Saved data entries
Segment Open
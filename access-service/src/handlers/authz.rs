//! Authorization evaluation handlers.
//!
//! Check a single tuple, evaluate a batch, or fetch the caller's effective
//! permission snapshot for UI gating.

use axum::{
    extract::{Query, State},
    Json,
};
use hub_core::error::AppError;
use serde::{Deserialize, Serialize};
use utoipa::{IntoParams, ToSchema};
use uuid::Uuid;

use crate::{
    middleware::CurrentUser,
    models::{AssignmentDetail, PermissionAction, PermissionModule},
    services::{AccessDecision, AccessRequest},
    AppState,
};

/// Query for a single permission check.
#[derive(Debug, Deserialize, IntoParams)]
pub struct AuthCheckQuery {
    pub module: PermissionModule,
    pub action: PermissionAction,
    pub resource_type: Option<String>,
    pub resource_owner_id: Option<Uuid>,
}

/// Single-check response.
#[derive(Debug, Serialize, ToSchema)]
pub struct AuthCheckResponse {
    pub module: PermissionModule,
    pub action: PermissionAction,
    #[serde(flatten)]
    pub decision: AccessDecision,
}

/// Batch evaluation request.
#[derive(Debug, Deserialize, ToSchema)]
pub struct EvaluateRequest {
    pub checks: Vec<AccessRequest>,
}

/// Batch evaluation response.
#[derive(Debug, Serialize, ToSchema)]
pub struct EvaluateResponse {
    pub person_id: Uuid,
    pub all_allowed: bool,
    pub decisions: Vec<AccessDecision>,
}

/// Effective caller context snapshot.
#[derive(Debug, Serialize, ToSchema)]
pub struct AuthContextResponse {
    pub person_id: Uuid,
    pub church_id: Uuid,
    pub congregation_id: Option<Uuid>,
    pub role_code: String,
    pub security_level: i16,
    pub is_admin: bool,
    pub permissions: Vec<String>,
    pub assignments: Vec<AssignmentDetail>,
}

/// Check one permission tuple for the caller
#[utoipa::path(
    get,
    path = "/authz/check",
    params(AuthCheckQuery),
    responses(
        (status = 200, description = "Decision", body = AuthCheckResponse),
        (status = 401, description = "Not authenticated")
    ),
    tag = "Authorization",
    security(("bearer_auth" = []))
)]
pub async fn check(
    State(state): State<AppState>,
    CurrentUser(ctx): CurrentUser,
    Query(query): Query<AuthCheckQuery>,
) -> Result<Json<AuthCheckResponse>, AppError> {
    let mut request = AccessRequest::new(query.module, query.action);
    request.resource_type = query.resource_type;
    request.resource_owner_id = query.resource_owner_id;

    let decision = state.authz.decide(&ctx, &request).await?;
    Ok(Json(AuthCheckResponse {
        module: query.module,
        action: query.action,
        decision,
    }))
}

/// Evaluate a batch of permission tuples for the caller
#[utoipa::path(
    post,
    path = "/authz/evaluate",
    request_body = EvaluateRequest,
    responses(
        (status = 200, description = "Decisions", body = EvaluateResponse)
    ),
    tag = "Authorization",
    security(("bearer_auth" = []))
)]
pub async fn evaluate(
    State(state): State<AppState>,
    CurrentUser(ctx): CurrentUser,
    Json(req): Json<EvaluateRequest>,
) -> Result<Json<EvaluateResponse>, AppError> {
    let mut decisions = Vec::with_capacity(req.checks.len());
    for check in &req.checks {
        decisions.push(state.authz.decide(&ctx, check).await?);
    }
    let all_allowed = decisions.iter().all(|d| d.allowed);

    Ok(Json(EvaluateResponse {
        person_id: ctx.person_id,
        all_allowed,
        decisions,
    }))
}

/// Get the caller's effective permission snapshot
#[utoipa::path(
    get,
    path = "/authz/context",
    responses(
        (status = 200, description = "Effective context", body = AuthContextResponse)
    ),
    tag = "Authorization",
    security(("bearer_auth" = []))
)]
pub async fn context(
    State(state): State<AppState>,
    CurrentUser(ctx): CurrentUser,
) -> Result<Json<AuthContextResponse>, AppError> {
    let security_level = state.authz.get_user_security_level(&ctx).await?;
    let is_admin = state.authz.is_admin(&ctx).await?;
    let permissions = state.authz.effective_permissions(&ctx).await?;
    let assignments = state
        .db
        .find_assignment_details_for_person(ctx.person_id)
        .await?;

    Ok(Json(AuthContextResponse {
        person_id: ctx.person_id,
        church_id: ctx.church_id,
        congregation_id: ctx.congregation_id,
        role_code: ctx.role.as_str().to_string(),
        security_level,
        is_admin,
        permissions,
        assignments,
    }))
}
Segment Closed
= WORK TASK =
Your job is to restate all of the data word for word.

= SOLUTION TO THE EXERCISE =
filename access-service/src/handlers/authz.rs
//! Authorization evaluation handlers.
//!
//! Check a single tuple, evaluate a batch, or fetch the caller's effective
//! permission snapshot for UI gating.

use axum::{
    extract::{Query, State},
    Json,
};
use hub_core::error::AppError;
use serde::{Deserialize, Serialize};
use utoipa::{IntoParams, ToSchema};
use uuid::Uuid;

use crate::{
    middleware::CurrentUser,
    models::{AssignmentDetail, PermissionAction, PermissionModule},
    services::{AccessDecision, AccessRequest},
    AppState,
};

/// Query for a single permission check.
#[derive(Debug, Deserialize, IntoParams)]
pub struct AuthCheckQuery {
    pub module: PermissionModule,
    pub action: PermissionAction,
    pub resource_type: Option<String>,
    pub resource_owner_id: Option<Uuid>,
}

/// Single-check response.
#[derive(Debug, Serialize, ToSchema)]
pub struct AuthCheckResponse {
    pub module: PermissionModule,
    pub action: PermissionAction,
    #[serde(flatten)]
    pub decision: AccessDecision,
}

/// Batch evaluation request.
#[derive(Debug, Deserialize, ToSchema)]
pub struct EvaluateRequest {
    pub checks: Vec<AccessRequest>,
}

/// Batch evaluation response.
#[derive(Debug, Serialize, ToSchema)]
pub struct EvaluateResponse {
    pub person_id: Uuid,
    pub all_allowed: bool,
    pub decisions: Vec<AccessDecision>,
}

/// Effective caller context snapshot.
#[derive(Debug, Serialize, ToSchema)]
pub struct AuthContextResponse {
    pub person_id: Uuid,
    pub church_id: Uuid,
    pub congregation_id: Option<Uuid>,
    pub role_code: String,
    pub security_level: i16,
    pub is_admin: bool,
    pub permissions: Vec<String>,
    pub assignments: Vec<AssignmentDetail>,
}

/// Check one permission tuple for the caller
#[utoipa::path(
    get,
    path = "/authz/check",
    params(AuthCheckQuery),
    responses(
        (status = 200, description = "Decision", body = AuthCheckResponse),
        (status = 401, description = "Not authenticated")
    ),
    tag = "Authorization",
    security(("bearer_auth" = []))
)]
pub async fn check(
    State(state): State<AppState>,
    CurrentUser(ctx): CurrentUser,
    Query(query): Query<AuthCheckQuery>,
) -> Result<Json<AuthCheckResponse>, AppError> {
    let mut request = AccessRequest::new(query.module, query.action);
    request.resource_type = query.resource_type;
    request.resource_owner_id = query.resource_owner_id;

    let decision = state.authz.decide(&ctx, &request).await?;
    Ok(Json(AuthCheckResponse {
        module: query.module,
        action: query.action,
        decision,
    }))
}

/// Evaluate a batch of permission tuples for the caller
#[utoipa::path(
    post,
    path = "/authz/evaluate",
    request_body = EvaluateRequest,
    responses(
        (status = 200, description = "Decisions", body = EvaluateResponse)
    ),
    tag = "Authorization",
    security(("bearer_auth" = []))
)]
pub async fn evaluate(
    State(state): State<AppState>,
    CurrentUser(ctx): CurrentUser,
    Json(req): Json<EvaluateRequest>,
) -> Result<Json<EvaluateResponse>, AppError> {
    let mut decisions = Vec::with_capacity(req.checks.len());
    for check in &req.checks {
        decisions.push(state.authz.decide(&ctx, check).await?);
    }
    let all_allowed = decisions.iter().all(|d| d.allowed);

    Ok(Json(EvaluateResponse {
        person_id: ctx.person_id,
        all_allowed,
        decisions,
    }))
}

/// Get the caller's effective permission snapshot
#[utoipa::path(
    get,
    path = "/authz/context",
    responses(
        (status = 200, description = "Effective context", body = AuthContextResponse)
    ),
    tag = "Authorization",
    security(("bearer_auth" = []))
)]
pub async fn context(
    State(state): State<AppState>,
    CurrentUser(ctx): CurrentUser,
) -> Result<Json<AuthContextResponse>, AppError> {
    let security_level = state.authz.get_user_security_level(&ctx).await?;
    let is_admin = state.authz.is_admin(&ctx).await?;
    let permissions = state.authz.effective_permissions(&ctx).await?;
    let assignments = state
        .db
        .find_assignment_details_for_person(ctx.person_id)
        .await?;

    Ok(Json(AuthContextResponse {
        person_id: ctx.person_id,
        church_id: ctx.church_id,
        congregation_id: ctx.congregation_id,
        role_code: ctx.role.as_str().to_string(),
        security_level,
        is_admin,
        permissions,
        assignments,
    }))
}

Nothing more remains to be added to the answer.